= PROBLEM REQUIREMENTS =
Each entry below should be retyped exactly as given.

= GIVEN RECORDS =
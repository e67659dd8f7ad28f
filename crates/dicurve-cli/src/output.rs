//! Output formatting utilities.

use std::io::Write;

use colored::Colorize;
use dicurve_curves::{BatchReport, CurveTable};
use serde::Serialize;
use tabled::{
    builder::Builder,
    settings::{object::Columns, Alignment, Modify, Style},
    Table, Tabled,
};

use crate::cli::OutputFormat;
use crate::error::CliResult;

/// Units for the maturity columns.
#[derive(Debug, Clone, Copy, PartialEq)]
pub enum MaturityUnit {
    /// Calendar days, as fitted.
    Days,
    /// Years on the given day basis.
    Years(f64),
}

impl MaturityUnit {
    fn label(self) -> &'static str {
        match self {
            Self::Days => "days",
            Self::Years(_) => "years",
        }
    }

    fn columns(self, table: &CurveTable) -> Vec<f64> {
        match self {
            Self::Days => table.maturities().to_vec(),
            Self::Years(day_basis) => table.maturities_in_years(day_basis),
        }
    }
}

#[derive(Serialize)]
struct TableDocument<'a> {
    unit: &'static str,
    maturities: Vec<f64>,
    rows: Vec<RowDocument<'a>>,
}

#[derive(Serialize)]
struct RowDocument<'a> {
    date: &'a chrono::NaiveDate,
    values: Vec<Option<f64>>,
}

/// Writes the curve table in the requested format.
pub fn write_table<W: Write>(
    out: &mut W,
    table: &CurveTable,
    unit: MaturityUnit,
    format: OutputFormat,
) -> CliResult<()> {
    let maturities = unit.columns(table);
    match format {
        OutputFormat::Csv => {
            let mut wtr = csv::Writer::from_writer(out);
            let mut header = vec!["date".to_string()];
            header.extend(maturities.iter().map(|m| format_maturity(*m)));
            wtr.write_record(&header)?;

            for (date, row) in table.dates().iter().zip(table.values().rows()) {
                let mut record = vec![date.to_string()];
                record.extend(row.iter().map(|v| format_cell(*v, "")));
                wtr.write_record(&record)?;
            }
            wtr.flush()?;
        }
        OutputFormat::Json => {
            let document = TableDocument {
                unit: unit.label(),
                maturities,
                rows: table
                    .dates()
                    .iter()
                    .zip(table.values().rows())
                    .map(|(date, row)| RowDocument {
                        date,
                        values: row.iter().map(|v| v.is_finite().then_some(*v)).collect(),
                    })
                    .collect(),
            };
            serde_json::to_writer_pretty(&mut *out, &document)?;
            writeln!(out)?;
        }
        OutputFormat::Table => {
            if table.is_empty() {
                writeln!(out, "No curves.")?;
                return Ok(());
            }
            let mut builder = Builder::default();
            let mut header = vec![format!("date \\ {}", unit.label())];
            header.extend(maturities.iter().map(|m| format_maturity(*m)));
            builder.push_record(header);

            for (date, row) in table.dates().iter().zip(table.values().rows()) {
                let mut record = vec![date.to_string()];
                record.extend(row.iter().map(|v| format_cell(*v, "-")));
                builder.push_record(record);
            }

            let rendered = builder
                .build()
                .with(Style::rounded())
                .with(Modify::new(Columns::first()).with(Alignment::left()))
                .to_string();
            writeln!(out, "{rendered}")?;
        }
    }
    Ok(())
}

/// Prints rows that implement [`Tabled`] and [`Serialize`].
pub fn write_rows<W: Write, T: Serialize + Tabled>(
    out: &mut W,
    rows: &[T],
    format: OutputFormat,
) -> CliResult<()> {
    match format {
        OutputFormat::Table => {
            let table = Table::new(rows)
                .with(Style::rounded())
                .with(Modify::new(Columns::first()).with(Alignment::left()))
                .to_string();
            writeln!(out, "{table}")?;
        }
        OutputFormat::Json => {
            serde_json::to_writer_pretty(&mut *out, rows)?;
            writeln!(out)?;
        }
        OutputFormat::Csv => {
            let mut wtr = csv::Writer::from_writer(out);
            for row in rows {
                wtr.serialize(row)?;
            }
            wtr.flush()?;
        }
    }
    Ok(())
}

/// Prints the run summary to stderr.
pub fn print_report(report: &BatchReport) {
    let summary = format!(
        "{} dates: {} fitted, {} skipped, {} errored",
        report.requested, report.fitted, report.skipped, report.errored
    );
    if report.missing() == 0 {
        print_success(&summary);
    } else {
        print_warning(&summary);
    }
}

/// Prints a success message.
pub fn print_success(message: &str) {
    eprintln!("{} {}", "✓".green(), message);
}

/// Prints a warning message.
pub fn print_warning(message: &str) {
    eprintln!("{} {}", "⚠".yellow(), message);
}

/// Prints a header for a section.
pub fn print_header(title: &str) {
    println!("\n{}", title.bold().underline());
}

/// A key-value pair for display.
#[derive(Debug, Clone, Serialize, Tabled)]
pub struct KeyValue {
    #[tabled(rename = "Metric")]
    pub key: String,
    #[tabled(rename = "Value")]
    pub value: String,
}

impl KeyValue {
    /// Creates a new key-value pair.
    pub fn new(key: impl Into<String>, value: impl Into<String>) -> Self {
        Self {
            key: key.into(),
            value: value.into(),
        }
    }

    /// Creates a key-value pair from a float.
    pub fn from_f64(key: impl Into<String>, value: f64, precision: usize) -> Self {
        Self {
            key: key.into(),
            value: format!("{value:.precision$}"),
        }
    }
}

/// Maturities print without trailing zeros; grid points are rarely integers.
fn format_maturity(m: f64) -> String {
    let text = format!("{m:.6}");
    text.trim_end_matches('0').trim_end_matches('.').to_string()
}

fn format_cell(v: f64, missing: &str) -> String {
    if v.is_finite() {
        format!("{v:.6}")
    } else {
        missing.to_string()
    }
}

= OUTPUT BELOW =
repository e67659dd8f7ad28f
filename crates/dicurve-cli/src/output.rs
//! Output formatting utilities.

use std::io::Write;

use colored::Colorize;
use dicurve_curves::{BatchReport, CurveTable};
use serde::Serialize;
use tabled::{
    builder::Builder,
    settings::{object::Columns, Alignment, Modify, Style},
    Table, Tabled,
};

use crate::cli::OutputFormat;
use crate::error::CliResult;

/// Units for the maturity columns.
#[derive(Debug, Clone, Copy, PartialEq)]
pub enum MaturityUnit {
    /// Calendar days, as fitted.
    Days,
    /// Years on the given day basis.
    Years(f64),
}

impl MaturityUnit {
    fn label(self) -> &'static str {
        match self {
            Self::Days => "days",
            Self::Years(_) => "years",
        }
    }

    fn columns(self, table: &CurveTable) -> Vec<f64> {
        match self {
            Self::Days => table.maturities().to_vec(),
            Self::Years(day_basis) => table.maturities_in_years(day_basis),
        }
    }
}

#[derive(Serialize)]
struct TableDocument<'a> {
    unit: &'static str,
    maturities: Vec<f64>,
    rows: Vec<RowDocument<'a>>,
}

#[derive(Serialize)]
struct RowDocument<'a> {
    date: &'a chrono::NaiveDate,
    values: Vec<Option<f64>>,
}

/// Writes the curve table in the requested format.
pub fn write_table<W: Write>(
    out: &mut W,
    table: &CurveTable,
    unit: MaturityUnit,
    format: OutputFormat,
) -> CliResult<()> {
    let maturities = unit.columns(table);
    match format {
        OutputFormat::Csv => {
            let mut wtr = csv::Writer::from_writer(out);
            let mut header = vec!["date".to_string()];
            header.extend(maturities.iter().map(|m| format_maturity(*m)));
            wtr.write_record(&header)?;

            for (date, row) in table.dates().iter().zip(table.values().rows()) {
                let mut record = vec![date.to_string()];
                record.extend(row.iter().map(|v| format_cell(*v, "")));
                wtr.write_record(&record)?;
            }
            wtr.flush()?;
        }
        OutputFormat::Json => {
            let document = TableDocument {
                unit: unit.label(),
                maturities,
                rows: table
                    .dates()
                    .iter()
                    .zip(table.values().rows())
                    .map(|(date, row)| RowDocument {
                        date,
                        values: row.iter().map(|v| v.is_finite().then_some(*v)).collect(),
                    })
                    .collect(),
            };
            serde_json::to_writer_pretty(&mut *out, &document)?;
            writeln!(out)?;
        }
        OutputFormat::Table => {
            if table.is_empty() {
                writeln!(out, "No curves.")?;
                return Ok(());
            }
            let mut builder = Builder::default();
            let mut header = vec![format!("date \\ {}", unit.label())];
            header.extend(maturities.iter().map(|m| format_maturity(*m)));
            builder.push_record(header);

            for (date, row) in table.dates().iter().zip(table.values().rows()) {
                let mut record = vec![date.to_string()];
                record.extend(row.iter().map(|v| format_cell(*v, "-")));
                builder.push_record(record);
            }

            let rendered = builder
                .build()
                .with(Style::rounded())
                .with(Modify::new(Columns::first()).with(Alignment::left()))
                .to_string();
            writeln!(out, "{rendered}")?;
        }
    }
    Ok(())
}

/// Prints rows that implement [`Tabled`] and [`Serialize`].
pub fn write_rows<W: Write, T: Serialize + Tabled>(
    out: &mut W,
    rows: &[T],
    format: OutputFormat,
) -> CliResult<()> {
    match format {
        OutputFormat::Table => {
            let table = Table::new(rows)
                .with(Style::rounded())
                .with(Modify::new(Columns::first()).with(Alignment::left()))
                .to_string();
            writeln!(out, "{table}")?;
        }
        OutputFormat::Json => {
            serde_json::to_writer_pretty(&mut *out, rows)?;
            writeln!(out)?;
        }
        OutputFormat::Csv => {
            let mut wtr = csv::Writer::from_writer(out);
            for row in rows {
                wtr.serialize(row)?;
            }
            wtr.flush()?;
        }
    }
    Ok(())
}

/// Prints the run summary to stderr.
pub fn print_report(report: &BatchReport) {
    let summary = format!(
        "{} dates: {} fitted, {} skipped, {} errored",
        report.requested, report.fitted, report.skipped, report.errored
    );
    if report.missing() == 0 {
        print_success(&summary);
    } else {
        print_warning(&summary);
    }
}

/// Prints a success message.
pub fn print_success(message: &str) {
    eprintln!("{} {}", "✓".green(), message);
}

/// Prints a warning message.
pub fn print_warning(message: &str) {
    eprintln!("{} {}", "⚠".yellow(), message);
}

/// Prints a header for a section.
pub fn print_header(title: &str) {
    println!("\n{}", title.bold().underline());
}

/// A key-value pair for display.
#[derive(Debug, Clone, Serialize, Tabled)]
pub struct KeyValue {
    #[tabled(rename = "Metric")]
    pub key: String,
    #[tabled(rename = "Value")]
    pub value: String,
}

impl KeyValue {
    /// Creates a new key-value pair.
    pub fn new(key: impl Into<String>, value: impl Into<String>) -> Self {
        Self {
            key: key.into(),
            value: value.into(),
        }
    }

    /// Creates a key-value pair from a float.
    pub fn from_f64(key: impl Into<String>, value: f64, precision: usize) -> Self {
        Self {
            key: key.into(),
            value: format!("{value:.precision$}"),
        }
    }
}

/// Maturities print without trailing zeros; grid points are rarely integers.
fn format_maturity(m: f64) -> String {
    let text = format!("{m:.6}");
    text.trim_end_matches('0').trim_end_matches('.').to_string()
}

fn format_cell(v: f64, missing: &str) -> String {
    if v.is_finite() {
        format!("{v:.6}")
    } else {
        missing.to_string()
    }
}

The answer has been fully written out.